Tuesday, March 26, 2013

Foreclosure versus short sale


Choose Your Way: Foreclosure Or Short Sale

Are you confused whether to go for a short sale or foreclosure? Let us have a brief insight on each of these. Keep on reading to clear all your doubts.

Short sale:
A short sale is the selling of a property in which the income or profits from selling the estate will be less than the balance secured by the lender and the property owner is not able to pay the lender the full amount, The lender agrees to liberate the borrower on the property and agrees to take less than the actual price payable on the debt. Any unpaid balance remaining to the creditors is called a deficiency.

To meet the criteria for a short sale you require:
·         The house must be equal to or less than the amount of your debt.
·         It is important to give evidence that you are in financial trouble, for example, jobless, decrease in income, any medical condition and it’s expenses, even conditions like divorce, property trouble, etc.

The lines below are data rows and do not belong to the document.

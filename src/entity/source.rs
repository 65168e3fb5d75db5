//! The root collection and its cross-cutting state.

use super::collection::collect_components;
use super::component::Component;
use super::node::Node;
use crate::classify::{ConventionClassifier, FileClassifier};
use crate::config::{ConfigMap, ParentRef, ResolvedConfig, Settings};
use crate::types::FileTreeNode;
use serde_json::Value;
use std::fmt;
use std::path::{Path, PathBuf};
use std::sync::Arc;
use tracing::{debug, warn};

/// Back-reference from entities to the Source they belong to.
#[derive(Debug, Clone, PartialEq, Eq)]
pub struct SourceRef {
    pub name: String,
    pub dir: PathBuf,
    pub prefix: Option<String>,
}

/// State shared by the whole tree, seeded from the root directory's config.
#[derive(Debug, Clone, PartialEq, Default)]
pub struct SourceSettings {
    pub context: ConfigMap,
    pub tags: Vec<String>,
    pub status: Option<String>,
    pub preview: Option<String>,
    pub display: ConfigMap,
    pub prefix: Option<String>,
}

/// The long-lived root collection.
///
/// A Source outlives any single build. The builder seeds it once per build
/// from the root config and then fills in its items.
pub struct Source {
    name: String,
    dir: PathBuf,
    classifier: Arc<dyn FileClassifier>,
    settings: SourceSettings,
    config: Option<ResolvedConfig>,
    items: Vec<Node>,
}

impl Source {
    pub fn new(name: impl Into<String>, classifier: Arc<dyn FileClassifier>) -> Self {
        Self {
            name: name.into(),
            dir: PathBuf::new(),
            classifier,
            settings: SourceSettings::default(),
            config: None,
            items: Vec::new(),
        }
    }

    /// Create a Source using convention-based classification and the
    /// fallback field values from `settings`.
    pub fn from_settings(settings: &Settings) -> Self {
        let classifier = Arc::new(ConventionClassifier::new(settings.conventions.clone()));
        let defaults = &settings.source;
        let mut source = Self::new(defaults.name.clone(), classifier);
        source.settings = SourceSettings {
            status: defaults.status.clone(),
            preview: defaults.preview.clone(),
            display: defaults.display.clone(),
            prefix: defaults.prefix.clone(),
            ..SourceSettings::default()
        };
        source
    }

    pub fn with_dir(mut self, dir: impl Into<PathBuf>) -> Self {
        self.dir = dir.into();
        self
    }

    pub fn name(&self) -> &str {
        &self.name
    }

    pub fn dir(&self) -> &Path {
        &self.dir
    }

    pub fn classifier(&self) -> Arc<dyn FileClassifier> {
        Arc::clone(&self.classifier)
    }

    pub fn settings(&self) -> &SourceSettings {
        &self.settings
    }

    pub fn context(&self) -> &ConfigMap {
        &self.settings.context
    }

    pub fn tags(&self) -> &[String] {
        &self.settings.tags
    }

    pub fn set_context(&mut self, context: ConfigMap) {
        self.settings.context = context;
    }

    pub fn set_tags(&mut self, tags: Vec<String>) {
        self.settings.tags = tags;
    }

    /// Apply the root directory's config to the cross-cutting fields.
    ///
    /// Each field is taken from the config when present and of the right
    /// shape, otherwise its prior value is kept.
    pub fn seed(&mut self, config: &ResolvedConfig) {
        if let Some(context) = config.get("context") {
            match context {
                Value::Object(map) => self.set_context(map.clone()),
                _ => warn!("root config `context` is not a mapping, ignoring"),
            }
        }
        if let Some(tags) = config.get("tags") {
            match tags {
                Value::Array(list) => {
                    let tags: Vec<String> = list
                        .iter()
                        .filter_map(|t| t.as_str().map(str::to_string))
                        .collect();
                    if tags.len() != list.len() {
                        warn!(
                            dropped = list.len() - tags.len(),
                            "root config `tags` has non-string entries, dropping them"
                        );
                    }
                    self.set_tags(tags);
                }
                _ => warn!("root config `tags` is not a list, ignoring"),
            }
        }
        if let Some(status) = config.get_str("status") {
            self.settings.status = Some(status.to_string());
        }
        if let Some(preview) = config.get_str("preview") {
            self.settings.preview = Some(preview.to_string());
        }
        if let Some(Value::Object(display)) = config.get("display") {
            self.settings.display = display.clone();
        }
        if let Some(prefix) = config.get_str("prefix") {
            self.settings.prefix = Some(prefix.to_string());
        }
        if let Some(dir) = config.dir() {
            self.dir = dir;
        }
        debug!(source = %self.name, tags = ?self.settings.tags, "seeded source from root config");
    }

    /// Handle carried by every entity built under this Source.
    pub fn handle(&self) -> SourceRef {
        SourceRef {
            name: self.name.clone(),
            dir: self.dir.clone(),
            prefix: self.settings.prefix.clone(),
        }
    }

    /// Parent link given to the root's direct children.
    pub fn parent_ref(&self) -> ParentRef {
        ParentRef {
            name: self.name.clone(),
            dir: self.dir.clone(),
            is_source: true,
        }
    }

    pub fn set_config(&mut self, config: ResolvedConfig) {
        self.config = Some(config);
    }

    pub fn config(&self) -> Option<&ResolvedConfig> {
        self.config.as_ref()
    }

    pub fn set_items(&mut self, items: Vec<Node>) {
        self.items = items;
    }

    pub fn items(&self) -> &[Node] {
        &self.items
    }

    pub fn components(&self) -> Vec<&Component> {
        let mut out = Vec::new();
        collect_components(&self.items, &mut out);
        out
    }

    pub fn find(&self, handle: &str) -> Option<&Component> {
        self.components().into_iter().find(|c| c.handle() == handle)
    }
}

impl FileClassifier for Source {
    fn is_view(&self, file: &FileTreeNode) -> bool {
        self.classifier.is_view(file)
    }

    fn is_var_view(&self, file: &FileTreeNode) -> bool {
        self.classifier.is_var_view(file)
    }

    fn is_config(&self, file: &FileTreeNode) -> bool {
        self.classifier.is_config(file)
    }

    fn is_readme(&self, file: &FileTreeNode) -> bool {
        self.classifier.is_readme(file)
    }
}

impl fmt::Debug for Source {
    fn fmt(&self, f: &mut fmt::Formatter<'_>) -> fmt::Result {
        f.debug_struct("Source")
            .field("name", &self.name)
            .field("dir", &self.dir)
            .field("settings", &self.settings)
            .field("items", &self.items.len())
            .finish_non_exhaustive()
    }
}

Short sale agreements do not always release the debtor from their responsibility to pay back any shortfall after the sale, unless particularly settled between the two parties.

Foreclosure:
Foreclosure is a particular legal process in which a person who lends money tries to get back the balance of the loan from a borrower who has not made regular payments for some time now. To the lender, this results in the sale of the property utilized as the security for the loan. This right is obtained by court order or by particular statutory procedure.


Foreclosure Liabilities:

There is a huge difference between foreclosure and short sale. It you choose foreclosure, you give away your house or property and get out of any money trouble. Even though you free of the debt, you can still be liable to the IRS for taxes. In short, if your asset or property goes into foreclosure then you are accountable for the discrepancy of what is payable on the estate versus what is sold in the auction, or the deficiency balance. You must understand that this is specific to the State and in almost all States you will be accountable for the shortfall, but in few States the bank may not always be able to follow the debt. Therefore, before entering the foreclosure process you must clarify your State’s laws.

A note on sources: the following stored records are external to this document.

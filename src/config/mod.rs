//! Configuration: per-node config files and tool settings.
//!
//! Per-node config files live inside the scanned tree next to the directory or
//! view they configure (`button.config.yml`). They are loaded by a
//! [`ConfigResolver`] and merged over defaults the builder computes.
//!
//! Tool settings configure the tool itself and are merged field-by-field
//! across tiers by [`SettingsLoader`].
//!
//! ## Environment Variables
//! - `PATTERN_TREE_CONFIG_PATH` - Explicit settings file (overrides all tiers)
//! - `PATTERN_TREE_USER_DIR` - User settings dir (default: `~/.pattern-tree`)

mod loader;
mod merge;
mod resolved;
mod resolver;
mod types;

pub use loader::{CONFIG_PATH_ENV, SettingsLoader, SettingsPaths, SettingsTier, USER_DIR_ENV};
pub use merge::{deep_merge, deep_merge_all, merge_over_defaults};
pub use resolved::{ConfigMap, ParentRef, ResolvedConfig};
pub use resolver::{ConfigResolver, FileConfigResolver};
pub use types::*;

There are many other options you can turn to before you decide to venture into foreclosure. You have an option of short sale, loan adjustment, etc. Generally, a short sale is a very good choice, but not always. It depends on many other factors pertaining to the borrower. So now there are many options you can opt for before going into foreclosure.

Bank Involvement:
Generally people feel that banks will not easily help in a short sale. But on contrary, banks are also interested in a short sale over foreclosure. The reason being, foreclosure requires more time and banks have to expend more money. Banks are full with foreclosures and therefore, they opt for short sale. It is better than increasing the foreclosure lists. You can easily qualify for short sale, the only thing you need to do is to give  good evidence of your financial trouble, and also give an evidence of the worth of your house. Now, even the government participates in short sales and there is incentive for the short sales.

More recently, short sales have increased in range from 10% to 50%. In the recent year, there has been more increases seen in short sales rather than foreclosure. Due to inflation, recession, and other financial changes in the market, more people are going into short sale which is feasible for the consumer and banks.